-- Opening Marker --

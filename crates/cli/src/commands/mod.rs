//! Subcommand implementations.

pub mod menu;
pub mod orders;
pub mod seed;

use std::path::Path;

use cafe_admin::seed::SeedFile;
use cafe_core::{MenuCatalog, OrderLedger};
use tracing::info;

/// Read a seed file (or the built-in seed) and build both cores.
pub(crate) async fn load_cores(
    seed: Option<&Path>,
) -> Result<(OrderLedger, MenuCatalog), Box<dyn std::error::Error>> {
    let file = match seed {
        Some(path) => {
            info!(path = %path.display(), "Loading seed file");
            let content = tokio::fs::read_to_string(path)
                .await
                .map_err(|e| format!("Failed to read {}: {e}", path.display()))?;
            SeedFile::from_yaml(&content)?
        }
        None => SeedFile::builtin()?,
    };

    Ok(file.into_cores(chrono::Utc::now())?)
}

-- Closing Marker --

Task to carry out:
Make an exact copy of all the lines above.

Solution to this task:
filename crates/cli/src/commands/mod.rs
//! Subcommand implementations.

pub mod menu;
pub mod orders;
pub mod seed;

use std::path::Path;

use cafe_admin::seed::SeedFile;
use cafe_core::{MenuCatalog, OrderLedger};
use tracing::info;

/// Read a seed file (or the built-in seed) and build both cores.
pub(crate) async fn load_cores(
    seed: Option<&Path>,
) -> Result<(OrderLedger, MenuCatalog), Box<dyn std::error::Error>> {
    let file = match seed {
        Some(path) => {
            info!(path = %path.display(), "Loading seed file");
            let content = tokio::fs::read_to_string(path)
                .await
                .map_err(|e| format!("Failed to read {}: {e}", path.display()))?;
            SeedFile::from_yaml(&content)?
        }
        None => SeedFile::builtin()?,
    };

    Ok(file.into_cores(chrono::Utc::now())?)
}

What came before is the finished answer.